Her workshops are designed to reveal the full beauty of the Southern Tablelands, and what’s at stake in a vulnerable environment.

“Recently I did a piece of work called Spring Creek Bed, which is actually a multimedia work,” Jodie said. “It represents the fact that if waterways are cared for and vegetation and farming are done in an environmentally friendly way, you get really clear, really fresh running water, where you can see the reflections of the rocks under the surface. And in sunlight you get all these beautiful, almost rainbow-like prisms reflecting up off the water. The water takes on the colours of the blossoms and plants around it.”

Her strong interest in environmental issues, and disgust at Australia sitting at No. 2 in the world for extinction of native wildlife, brought her along to the Upper Lachlan Landcare group’s activities on the Kanangra Boyd to Wyangala (K2W) Link. A major landscape corridor, K2W connects the sandstone forests of the Greater Blue Mountains with protected areas and treasured habitats on private land in the upper reaches of the Lachlan River catchment.

Woman with art

Jodie works in photography, printmaking, pottery, wood burning and painting. Many of her works are in mixed-media forms once completed. Photo: Supplied.
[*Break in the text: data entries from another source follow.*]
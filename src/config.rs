//! Configuration System
//!
//! Hierarchical configuration loading from:
//! - quarry.toml (default configuration)
//! - quarry.local.toml (git-ignored local overrides)
//! - Environment variables (QUARRY_* prefix)
//!
//! ## Example
//!
//! ```toml
//! # quarry.toml
//! [engine]
//! morsel_size = 10000
//! worker_threads = 4
//!
//! [optimizer]
//! disabled = false
//! ```
//!
//! Environment variable overrides:
//! ```bash
//! QUARRY_ENGINE__MORSEL_SIZE=50000
//! QUARRY_OPTIMIZER__DISABLED=true
//! ```

use figment::providers::{Env, Format, Toml};
use figment::Figment;
use serde::{Deserialize, Serialize};

use crate::errors::{Error, Result};

/// Main configuration struct
#[derive(Debug, Clone, Serialize, Deserialize, Default)]
pub struct Config {
    #[serde(default)]
    pub engine: EngineConfig,
    #[serde(default)]
    pub optimizer: OptimizerConfig,
    #[serde(default)]
    pub logging: LoggingConfig,
}

/// Execution engine configuration
#[derive(Debug, Clone, Serialize, Deserialize)]
pub struct EngineConfig {
    /// Target rows per morsel flowing between operators
    #[serde(default = "default_morsel_size")]
    pub morsel_size: usize,

    /// Workers evaluating stateless operator chains (0 = serial)
    #[serde(default = "default_worker_threads")]
    pub worker_threads: usize,

    /// Capacity of the async reader's bounded morsel pool
    #[serde(default = "default_pool_capacity")]
    pub morsel_pool_capacity: usize,

    /// Retries before a failed pool commit is recorded as a stall
    #[serde(default = "default_commit_retries")]
    pub pool_commit_retries: usize,
}

/// Optimizer configuration
#[derive(Debug, Clone, Serialize, Deserialize, Default)]
pub struct OptimizerConfig {
    /// When true, every plan passes through the optimizer unchanged
    #[serde(default)]
    pub disabled: bool,
}

/// Logging configuration
#[derive(Debug, Clone, Serialize, Deserialize)]
pub struct LoggingConfig {
    /// Tracing filter directive, e.g. "quarry=debug"
    #[serde(default = "default_log_filter")]
    pub filter: String,
}

fn default_morsel_size() -> usize {
    10_000
}

// one worker per core, capped at four
fn default_worker_threads() -> usize {
    num_cpus::get().clamp(1, 4)
}

fn default_pool_capacity() -> usize {
    8
}

fn default_commit_retries() -> usize {
    10
}

fn default_log_filter() -> String {
    "quarry=info".to_string()
}

impl Default for EngineConfig {
    fn default() -> Self {
        EngineConfig {
            morsel_size: default_morsel_size(),
            worker_threads: default_worker_threads(),
            morsel_pool_capacity: default_pool_capacity(),
            pool_commit_retries: default_commit_retries(),
        }
    }
}

impl Default for LoggingConfig {
    fn default() -> Self {
        LoggingConfig {
            filter: default_log_filter(),
        }
    }
}

impl Config {
    /// Load configuration from quarry.toml, quarry.local.toml and
    /// QUARRY_* environment variables, in increasing precedence.
    pub fn load() -> Result<Self> {
        Figment::new()
            .merge(Toml::file("quarry.toml"))
            .merge(Toml::file("quarry.local.toml"))
            .merge(Env::prefixed("QUARRY_").split("__"))
            .extract()
            .map_err(|e| Error::Programming(format!("configuration error: {e}")))
    }
}

#[cfg(test)]
mod tests {
    use super::*;

    #[test]
    fn defaults_are_sane() {
        let config = Config::default();
        assert_eq!(config.engine.morsel_size, 10_000);
        assert!((1..=4).contains(&config.engine.worker_threads));
        assert!(!config.optimizer.disabled);
    }

    #[test]
    fn toml_roundtrip() {
        let config = Config::default();
        let rendered = toml::to_string(&config).expect("config should serialize");
        let parsed: Config = toml::from_str(&rendered).expect("config should parse");
        assert_eq!(parsed.engine.morsel_size, config.engine.morsel_size);
    }
}
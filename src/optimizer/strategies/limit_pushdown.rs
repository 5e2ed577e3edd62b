//! Optimization Rule - Limit Pushdown
//!
//! Goal: reduce rows.
//!
//! LIMIT and HEAPSORT nodes travel below projections when the projection
//! doesn't compute their ordering columns, reducing the rows that reach
//! expensive projection evaluations. A LIMIT arriving at a scan whose
//! connector honours limits is absorbed into the read itself. Aggregates,
//! distincts, filters, joins, orders and unions are hard boundaries.

use crate::connectors::Capabilities;
use crate::errors::Result;
use crate::optimizer::{get_nodes_of_type, OptimizationStrategy, OptimizerContext};
use crate::plan::{LogicalPlan, LogicalPlanNode, LogicalPlanStepType};
use crate::statistics::QueryStatistics;

pub struct LimitPushdownStrategy {
    statistics: QueryStatistics,
}

impl LimitPushdownStrategy {
    pub fn new(statistics: QueryStatistics) -> Self {
        LimitPushdownStrategy { statistics }
    }

    /// A LIMIT can always move below a projection. A HEAPSORT only when
    /// every ordering column already existed before the projection ran,
    /// i.e. none of them is computed by it.
    fn can_push_before_projection(
        limit_node: &LogicalPlanNode,
        project_node: &LogicalPlanNode,
    ) -> bool {
        match limit_node.step {
            LogicalPlanStepType::Limit => true,
            LogicalPlanStepType::HeapSort => {
                if project_node.pre_update_columns.is_empty() {
                    // can't tell what existed before; don't push
                    return false;
                }
                limit_node.order_by.iter().all(|(key, _)| {
                    key.identity().map_or(false, |identity| {
                        project_node.pre_update_columns.contains(identity)
                    })
                })
            }
            _ => false,
        }
    }
}

impl OptimizationStrategy for LimitPushdownStrategy {
    fn name(&self) -> &'static str {
        "LimitPushdown"
    }

    fn visit(&self, node: &LogicalPlanNode, context: &mut OptimizerContext) -> Result<()> {
        match node.step {
            LogicalPlanStepType::Limit => {
                if node.offset.is_some() {
                    // we can't push down limits with offset
                    return Ok(());
                }
                let mut node = node.clone();
                node.nid = Some(context.node_id.clone());
                context.collected_limits.push(node);
            }
            LogicalPlanStepType::HeapSort => {
                let mut node = node.clone();
                node.nid = Some(context.node_id.clone());
                context.collected_limits.push(node);
            }
            LogicalPlanStepType::Project => {
                for limit_node in std::mem::take(&mut context.collected_limits) {
                    if Self::can_push_before_projection(&limit_node, node) {
                        if let Some(nid) = limit_node.nid.clone() {
                            self.statistics.increment("optimization_limit_pushdown", 1);
                            context.optimized_plan.remove_node(&nid, true)?;
                            context.optimized_plan.insert_node_before(
                                nid,
                                limit_node.clone(),
                                &context.node_id,
                            )?;
                        }
                    }
                    // still collected: it may reach a limit-pushable scan
                    context.collected_limits.push(limit_node);
                }
            }
            LogicalPlanStepType::Scan
                if node.connector.as_ref().is_some_and(|c| {
                    c.capabilities().contains(Capabilities::LIMIT_PUSHABLE)
                }) =>
            {
                let mut node = node.clone();
                let mut absorbed = false;
                // scans are boundaries: absorb what we can, drop the rest
                for limit_node in std::mem::take(&mut context.collected_limits) {
                    // only plain LIMITs fold into a read; a heap sort
                    // still has ordering work to do
                    let relation_matches = node
                        .relation
                        .as_ref()
                        .is_some_and(|r| limit_node.all_relations.contains(r));
                    if limit_node.step == LogicalPlanStepType::Limit && relation_matches {
                        if let Some(nid) = &limit_node.nid {
                            self.statistics.increment("optimization_limit_pushdown", 1);
                            context.optimized_plan.remove_node(nid, true)?;
                            node.limit = limit_node.limit;
                            absorbed = true;
                        }
                    }
                }
                if absorbed {
                    context
                        .optimized_plan
                        .add_node(context.node_id.clone(), node);
                }
            }
            LogicalPlanStepType::Aggregate
            | LogicalPlanStepType::AggregateAndGroup
            | LogicalPlanStepType::Distinct
            | LogicalPlanStepType::Filter
            | LogicalPlanStepType::Join
            | LogicalPlanStepType::Order
            | LogicalPlanStepType::Union
            | LogicalPlanStepType::Scan => {
                // we don't push past here; anything still collected stays
                // where it is in the plan
                context.collected_limits.clear();
            }
            _ => {}
        }
        Ok(())
    }

    fn should_i_run(&self, plan: &LogicalPlan) -> bool {
        !get_nodes_of_type(
            plan,
            &[LogicalPlanStepType::Limit, LogicalPlanStepType::HeapSort],
        )
        .is_empty()
    }
}

#[cfg(test)]
mod tests {
    use super::*;
    use crate::connectors::VirtualDataConnector;
    use crate::expression::Node;
    use crate::optimizer::apply_strategy;
    use crate::plan::Direction;
    use crate::schema::SchemaColumn;
    use crate::value::ValueType;
    use std::sync::Arc;

    fn scan_project_limit_plan(limit_pushable: bool) -> LogicalPlan {
        let mut plan = LogicalPlan::new();
        let mut scan = LogicalPlanNode::new(LogicalPlanStepType::Scan);
        scan.relation = Some("$planets".to_string());
        scan.all_relations = ["$planets".to_string()].into_iter().collect();
        if limit_pushable {
            scan.connector = Some(Arc::new(VirtualDataConnector));
        }
        plan.add_node("scan", scan);

        let mut project = LogicalPlanNode::new(LogicalPlanStepType::Project);
        project.columns = vec![Node::bound_identifier(SchemaColumn::new(
            "name",
            ValueType::Varchar,
        ))];
        plan.add_node("project", project);

        let mut limit = LogicalPlanNode::new(LogicalPlanStepType::Limit);
        limit.limit = Some(5);
        limit.all_relations = ["$planets".to_string()].into_iter().collect();
        plan.add_node("limit", limit);

        plan.add_node("exit", LogicalPlanNode::new(LogicalPlanStepType::Exit));
        plan.add_edge("scan", "project", None).expect("acyclic");
        plan.add_edge("project", "limit", None).expect("acyclic");
        plan.add_edge("limit", "exit", None).expect("acyclic");
        plan
    }

    #[test]
    fn limit_absorbed_by_pushable_scan() {
        let plan = scan_project_limit_plan(true);
        let strategy = LimitPushdownStrategy::new(QueryStatistics::new());
        let optimized =
            apply_strategy(&plan, &strategy, QueryStatistics::new()).expect("strategy applies");
        assert!(!optimized.contains("limit"));
        assert_eq!(optimized.get("scan").expect("scan").limit, Some(5));
    }

    #[test]
    fn limit_moves_below_projection_without_pushable_scan() {
        let plan = scan_project_limit_plan(false);
        let strategy = LimitPushdownStrategy::new(QueryStatistics::new());
        let optimized =
            apply_strategy(&plan, &strategy, QueryStatistics::new()).expect("strategy applies");
        // the limit survives, now below the project
        assert!(optimized.contains("limit"));
        let above_scan = optimized.outgoing_edges("scan");
        assert_eq!(above_scan[0].1, "limit");
    }

    #[test]
    fn heap_sort_on_computed_key_stays_put() {
        let mut plan = LogicalPlan::new();
        let mut scan = LogicalPlanNode::new(LogicalPlanStepType::Scan);
        scan.relation = Some("$planets".to_string());
        plan.add_node("scan", scan);
        let mut project = LogicalPlanNode::new(LogicalPlanStepType::Project);
        // pre_update_columns empty: the ordering key's provenance is
        // unknown, so the heap sort must not move
        project.columns = vec![];
        plan.add_node("project", project);
        let mut heap = LogicalPlanNode::new(LogicalPlanStepType::HeapSort);
        heap.limit = Some(3);
        heap.order_by = vec![(
            Node::bound_identifier(SchemaColumn::new("derived", ValueType::Double)),
            Direction::Ascending,
        )];
        plan.add_node("heap", heap);
        plan.add_node("exit", LogicalPlanNode::new(LogicalPlanStepType::Exit));
        plan.add_edge("scan", "project", None).expect("acyclic");
        plan.add_edge("project", "heap", None).expect("acyclic");
        plan.add_edge("heap", "exit", None).expect("acyclic");

        let strategy = LimitPushdownStrategy::new(QueryStatistics::new());
        let optimized =
            apply_strategy(&plan, &strategy, QueryStatistics::new()).expect("strategy applies");
        // heap sort still directly above the project
        assert_eq!(optimized.outgoing_edges("project")[0].1, "heap");
    }
}
//! Administrative and terminal operators: EXPLAIN, SHOW, SET, the
//! metadata writer extension point, and the Exit step that shapes the
//! final result.

use crate::errors::Result;
use crate::expression::Node;
use crate::morsel::{Column, Message, Morsel};
use crate::operators::ExecutionContext;
use crate::schema::RelationSchema;
use crate::value::{Value, ValueType};

/// Emits the rendered plan; with ANALYZE the session also executes the
/// plan and appends runtime statistics.
pub struct ExplainOperator {
    lines: Vec<(usize, String)>,
    analyze_statistics: Option<Vec<(String, f64)>>,
}

impl ExplainOperator {
    pub fn new(lines: Vec<(usize, String)>) -> Self {
        ExplainOperator {
            lines,
            analyze_statistics: None,
        }
    }

    pub fn with_statistics(mut self, statistics: Vec<(String, f64)>) -> Self {
        self.analyze_statistics = Some(statistics);
        self
    }

    pub fn execute(&mut self, _context: &ExecutionContext) -> Result<Vec<Message>> {
        let mut rendered: Vec<Value> = self
            .lines
            .iter()
            .map(|(depth, label)| Value::Varchar(format!("{}{label}", "  ".repeat(*depth))))
            .collect();
        if let Some(statistics) = &self.analyze_statistics {
            for (name, value) in statistics {
                rendered.push(Value::Varchar(format!("{name}: {value}")));
            }
        }
        let morsel = Morsel::new(vec![Column::from_values(
            "plan",
            ValueType::Varchar,
            rendered,
        )])?;
        Ok(vec![Message::Morsel(morsel), Message::Eos])
    }
}

/// SHOW COLUMNS FROM <relation>
pub struct ShowColumnsOperator {
    schema: RelationSchema,
}

impl ShowColumnsOperator {
    pub fn new(schema: RelationSchema) -> Self {
        ShowColumnsOperator { schema }
    }

    pub fn execute(&mut self, _context: &ExecutionContext) -> Result<Vec<Message>> {
        let names = self
            .schema
            .columns
            .iter()
            .map(|c| Value::Varchar(c.name.clone()))
            .collect();
        let types = self
            .schema
            .columns
            .iter()
            .map(|c| Value::Varchar(c.value_type.to_string()))
            .collect();
        let morsel = Morsel::new(vec![
            Column::from_values("name", ValueType::Varchar, names),
            Column::from_values("type", ValueType::Varchar, types),
        ])?;
        Ok(vec![Message::Morsel(morsel), Message::Eos])
    }
}

/// SHOW <variable>
pub struct ShowValueOperator {
    name: String,
}

impl ShowValueOperator {
    pub fn new(name: String) -> Self {
        ShowValueOperator { name }
    }

    pub fn execute(&mut self, context: &ExecutionContext) -> Result<Vec<Message>> {
        let value = context
            .variables
            .lock()
            .get(&self.name)
            .cloned()
            .unwrap_or(Value::Null);
        let value_type = match value.value_type() {
            ValueType::Null => ValueType::Varchar,
            t => t,
        };
        let morsel = Morsel::new(vec![
            Column::from_values(
                "name",
                ValueType::Varchar,
                vec![Value::Varchar(self.name.clone())],
            ),
            Column::from_values("value", value_type, vec![value]),
        ])?;
        Ok(vec![Message::Morsel(morsel), Message::Eos])
    }
}

/// SET <variable> = <value>; produces no rows.
pub struct SetVariableOperator {
    name: String,
    value: Value,
}

impl SetVariableOperator {
    pub fn new(name: String, value: Value) -> Self {
        SetVariableOperator { name, value }
    }

    pub fn execute(&mut self, context: &ExecutionContext) -> Result<Vec<Message>> {
        context
            .variables
            .lock()
            .insert(self.name.clone(), self.value.clone());
        Ok(vec![Message::Morsel(Morsel::default()), Message::Eos])
    }
}

/// Forwards morsels while counting rows written; the connector-backed
/// write itself is delegated to the session's writer hook.
pub struct MetadataWriterOperator {
    rows_written: u64,
}

impl MetadataWriterOperator {
    pub fn new() -> Self {
        MetadataWriterOperator { rows_written: 0 }
    }

    pub fn process(
        &mut self,
        message: Message,
        context: &ExecutionContext,
    ) -> Result<Vec<Message>> {
        if let Message::Morsel(morsel) = &message {
            self.rows_written += morsel.row_count() as u64;
            context
                .statistics
                .increment("rows_written", morsel.row_count() as u64);
        }
        Ok(vec![message])
    }
}

impl Default for MetadataWriterOperator {
    fn default() -> Self {
        Self::new()
    }
}

/// The final step: presents exactly the query's output columns, in
/// order, under their display names.
pub struct ExitOperator {
    columns: Vec<Node>,
}

impl ExitOperator {
    pub fn new(columns: Vec<Node>) -> Self {
        ExitOperator { columns }
    }

    pub fn process(
        &mut self,
        message: Message,
        _context: &ExecutionContext,
    ) -> Result<Vec<Message>> {
        let Message::Morsel(morsel) = message else {
            return Ok(vec![Message::Eos]);
        };
        if self.columns.is_empty() {
            return Ok(vec![Message::Morsel(morsel)]);
        }
        let mut selected = Vec::with_capacity(self.columns.len());
        for column in &self.columns {
            let found = column
                .identity()
                .and_then(|identity| morsel.column_by_identity(identity))
                .or_else(|| morsel.column_by_name(&column.current_name()));
            if let Some(found) = found {
                let mut output = found.clone();
                output.name = column.current_name();
                selected.push(output);
            }
        }
        // if nothing resolved, pass the morsel through rather than
        // swallowing the result
        if selected.is_empty() {
            return Ok(vec![Message::Morsel(morsel)]);
        }
        Ok(vec![Message::Morsel(Morsel::new(selected)?)])
    }
}

#[cfg(test)]
mod tests {
    use super::*;
    use crate::schema::SchemaColumn;
    use crate::statistics::QueryStatistics;

    #[test]
    fn set_then_show_round_trips_a_variable() {
        let context = ExecutionContext::new(QueryStatistics::new(), 1000);
        let mut set = SetVariableOperator::new("cache".to_string(), Value::Boolean(true));
        set.execute(&context).expect("sets");
        let mut show = ShowValueOperator::new("cache".to_string());
        let out = show.execute(&context).expect("shows");
        let Message::Morsel(morsel) = &out[0] else {
            panic!("expected morsel")
        };
        assert_eq!(morsel.columns()[1].values[0], Value::Boolean(true));
    }

    #[test]
    fn exit_renames_and_orders_columns() {
        let id = SchemaColumn::new("id", ValueType::Integer);
        let name = SchemaColumn::new("name", ValueType::Varchar);
        let morsel = Morsel::new(vec![
            Column::new("id", id.identity.clone(), ValueType::Integer, vec![Value::Integer(1)]),
            Column::new(
                "name",
                name.identity.clone(),
                ValueType::Varchar,
                vec![Value::Varchar("Io".into())],
            ),
        ])
        .expect("well formed");

        let mut exit = ExitOperator::new(vec![
            Node::bound_identifier(name).with_alias("moon"),
            Node::bound_identifier(id),
        ]);
        let context = ExecutionContext::new(QueryStatistics::new(), 1000);
        let out = exit
            .process(Message::Morsel(morsel), &context)
            .expect("exits");
        let Message::Morsel(result) = &out[0] else {
            panic!("expected morsel")
        };
        assert_eq!(result.columns()[0].name, "moon");
        assert_eq!(result.columns()[1].name, "id");
    }
}
//! The individual optimization rules.
//!
//! `ordered_strategies` is the authoritative pipeline order. Constant
//! folding runs twice: the first pass handles what the user wrote, the
//! second folds what earlier rewrites exposed. Empty-table elimination
//! runs after the second fold so contradictions discovered by compaction
//! collapse whole subtrees, and predicate flattening/ordering run last so
//! they see the plan's final filter placement.

mod boolean_simplification;
mod constant_folding;
mod correlated_filters;
mod distinct_pushdown;
mod empty_table;
mod join_ordering;
mod join_rewriter;
mod limit_pushdown;
mod operator_fusion;
mod predicate_compaction;
mod predicate_flatten;
mod predicate_ordering;
mod predicate_pushdown;
mod predicate_rewriter;
mod projection_pushdown;
mod redundant_operators;
mod split_conjunctive_predicates;

pub use boolean_simplification::BooleanSimplificationStrategy;
pub use constant_folding::ConstantFoldingStrategy;
pub use correlated_filters::CorrelatedFiltersStrategy;
pub use distinct_pushdown::DistinctPushdownStrategy;
pub use empty_table::EmptyTableStrategy;
pub use join_ordering::JoinOrderingStrategy;
pub use join_rewriter::JoinRewriteStrategy;
pub use limit_pushdown::LimitPushdownStrategy;
pub use operator_fusion::OperatorFusionStrategy;
pub use predicate_compaction::PredicateCompactionStrategy;
pub use predicate_flatten::PredicateFlatteningStrategy;
pub use predicate_ordering::PredicateOrderingStrategy;
pub use predicate_pushdown::PredicatePushdownStrategy;
pub use predicate_rewriter::PredicateRewriteStrategy;
pub use projection_pushdown::ProjectionPushdownStrategy;
pub use redundant_operators::RedundantOperationsStrategy;
pub use split_conjunctive_predicates::SplitConjunctivePredicatesStrategy;

use crate::optimizer::OptimizationStrategy;
use crate::statistics::QueryStatistics;

/// The full pipeline in execution order.
pub fn ordered_strategies(statistics: QueryStatistics) -> Vec<Box<dyn OptimizationStrategy>> {
    vec![
        Box::new(ConstantFoldingStrategy::new(statistics.clone())),
        Box::new(BooleanSimplificationStrategy::new(statistics.clone())),
        Box::new(PredicateCompactionStrategy::new(statistics.clone())),
        Box::new(SplitConjunctivePredicatesStrategy::new(statistics.clone())),
        Box::new(PredicateRewriteStrategy::new(statistics.clone())),
        Box::new(PredicatePushdownStrategy::new(statistics.clone())),
        Box::new(CorrelatedFiltersStrategy::new(statistics.clone())),
        Box::new(ProjectionPushdownStrategy::new(statistics.clone())),
        Box::new(JoinOrderingStrategy::new(statistics.clone())),
        Box::new(JoinRewriteStrategy::new(statistics.clone())),
        Box::new(DistinctPushdownStrategy::new(statistics.clone())),
        Box::new(OperatorFusionStrategy::new(statistics.clone())),
        Box::new(LimitPushdownStrategy::new(statistics.clone())),
        Box::new(RedundantOperationsStrategy::new(statistics.clone())),
        Box::new(ConstantFoldingStrategy::new(statistics.clone())),
        Box::new(EmptyTableStrategy::new(statistics.clone())),
        Box::new(PredicateFlatteningStrategy::new(statistics.clone())),
        Box::new(PredicateOrderingStrategy::new(statistics)),
    ]
}
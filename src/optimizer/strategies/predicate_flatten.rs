//! Optimization Rule - Predicate Flattening
//!
//! Goal: fewer operations.
//!
//! After pushdown has settled each filter's final position, chains of
//! adjacent filters are merged into a single filtering step holding the
//! ANDed conditions, so one operator makes one pass over each morsel. The
//! cost-based ordering rule then arranges the merged conditions.

use crate::errors::Result;
use crate::expression::Node;
use crate::optimizer::{get_nodes_of_type, OptimizationStrategy, OptimizerContext};
use crate::plan::{random_nid, LogicalPlan, LogicalPlanNode, LogicalPlanStepType};
use crate::statistics::QueryStatistics;

pub struct PredicateFlatteningStrategy {
    statistics: QueryStatistics,
}

impl PredicateFlatteningStrategy {
    pub fn new(statistics: QueryStatistics) -> Self {
        PredicateFlatteningStrategy { statistics }
    }

    fn flush(&self, context: &mut OptimizerContext) -> Result<()> {
        let collected = std::mem::take(&mut context.collected_predicates);
        if collected.len() < 2 {
            return Ok(());
        }

        let mut merged = LogicalPlanNode::new(LogicalPlanStepType::Filter);
        let mut conditions = Vec::new();
        for predicate in &collected {
            if let Some(condition) = &predicate.condition {
                conditions.push(condition.clone());
            }
            merged.columns.extend(predicate.columns.iter().cloned());
            merged.relations.extend(predicate.relations.iter().cloned());
            merged
                .all_relations
                .extend(predicate.all_relations.iter().cloned());
            self.statistics.increment("optimization_flatten_filters", 1);
        }
        merged.condition = Some(Node::dnf(conditions));

        // the chain is contiguous, so removing every member and inserting
        // the merged filter above the current node is position-preserving
        for predicate in &collected {
            if let Some(nid) = &predicate.nid {
                context.optimized_plan.remove_node(nid, true)?;
            }
        }
        context
            .optimized_plan
            .insert_node_after(random_nid(), merged, &context.node_id)?;
        Ok(())
    }
}

impl OptimizationStrategy for PredicateFlatteningStrategy {
    fn name(&self) -> &'static str {
        "PredicateFlatten"
    }

    fn visit(&self, node: &LogicalPlanNode, context: &mut OptimizerContext) -> Result<()> {
        if node.step == LogicalPlanStepType::Filter {
            let mut node = node.clone();
            node.nid = Some(context.node_id.clone());
            context.collected_predicates.push(node);
            return Ok(());
        }
        if !context.collected_predicates.is_empty() {
            self.flush(context)?;
        }
        Ok(())
    }

    fn complete(&self, mut context: OptimizerContext) -> Result<LogicalPlan> {
        context.collected_predicates.clear();
        Ok(context.optimized_plan)
    }

    fn should_i_run(&self, plan: &LogicalPlan) -> bool {
        get_nodes_of_type(plan, &[LogicalPlanStepType::Filter]).len() > 1
    }
}

#[cfg(test)]
mod tests {
    use super::*;
    use crate::expression::{CompareOp, NodeType};
    use crate::optimizer::apply_strategy;
    use crate::schema::SchemaColumn;
    use crate::value::{Value, ValueType};

    fn predicate(value: i64) -> Node {
        Node::comparison(
            CompareOp::NotEq,
            Node::bound_identifier(SchemaColumn::new("id", ValueType::Integer)),
            Node::literal(Value::Integer(value)),
        )
    }

    #[test]
    fn adjacent_filters_merge_into_one_dnf_filter() {
        let mut plan = LogicalPlan::new();
        let mut scan = LogicalPlanNode::new(LogicalPlanStepType::Scan);
        scan.relation = Some("$planets".to_string());
        plan.add_node("scan", scan);
        plan.add_node("f1", LogicalPlanNode::filter(predicate(9)));
        plan.add_node("f2", LogicalPlanNode::filter(predicate(8)));
        plan.add_node("exit", LogicalPlanNode::new(LogicalPlanStepType::Exit));
        plan.add_edge("scan", "f1", None).expect("acyclic");
        plan.add_edge("f1", "f2", None).expect("acyclic");
        plan.add_edge("f2", "exit", None).expect("acyclic");

        let strategy = PredicateFlatteningStrategy::new(QueryStatistics::new());
        let optimized =
            apply_strategy(&plan, &strategy, QueryStatistics::new()).expect("strategy applies");

        let filters = get_nodes_of_type(&optimized, &[LogicalPlanStepType::Filter]);
        assert_eq!(filters.len(), 1);
        let merged = optimized.get(&filters[0]).expect("merged filter");
        let condition = merged.condition.as_ref().expect("condition present");
        assert_eq!(condition.node_type, NodeType::Dnf);
        assert_eq!(condition.parameters.len(), 2);
    }

    #[test]
    fn lone_filters_are_left_alone() {
        let mut plan = LogicalPlan::new();
        plan.add_node("scan", LogicalPlanNode::new(LogicalPlanStepType::Scan));
        plan.add_node("f1", LogicalPlanNode::filter(predicate(9)));
        plan.add_node("exit", LogicalPlanNode::new(LogicalPlanStepType::Exit));
        plan.add_edge("scan", "f1", None).expect("acyclic");
        plan.add_edge("f1", "exit", None).expect("acyclic");

        let strategy = PredicateFlatteningStrategy::new(QueryStatistics::new());
        assert!(!strategy.should_i_run(&plan));
    }
}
Attending the group’s seed collection and native plant identification workshops, she met coordinator Mary Bonet and other volunteers and suggested her workshops to bring attention to the dams’ proposals, which are in planning and consultation stages. While the cost and purported benefits are being debated, Jodie shakes her head over the environmental impacts.

“How many ecosystems, native animals and plants will go from threatened to extinction because their habits are constantly flooded?” she said.

“Platypus can’t survive in dammed-up or constantly flooded areas either. And a lot of these animals have already faced a massive hit with the bushfires.”

Jodie’s artwork centres on the bush. Her family is on a property between Bungonia and Goulburn.

“We live in the bush and my parents live near Grabine State Park on Wyangala Dam at Bigga, we go down there a fair bit as well,” she said.

“I always take Samual, my little boy, with me. It is important the younger generation grows up knowing we need to do something about this.”

Coinciding with the workshops is her exhibition Fight or flight, which raises the question: Are the animals fighting for survival or disappearing? In the Southern Tablelands, that question hangs over lyrebirds, black cockatoos, kookaburras, gang-gang cockatoos, spotted quolls, blotched blue-tongue lizards, scarlet robins and regent honeyeaters, to name a few species.

Artwork

Jodie Munday launched her own business, Cr8ive Art, in 2011. Here is an example of her work. Photo: Jodie Munday.

Jodie’s next free, hands-on workshop will be at the Crookwell Hotel Motel (Top Pub) on 12 November for children and adults.

Participants will work alongside Jodie using contemporary art techniques and new methods and materials, including native fauna. All materials are provided.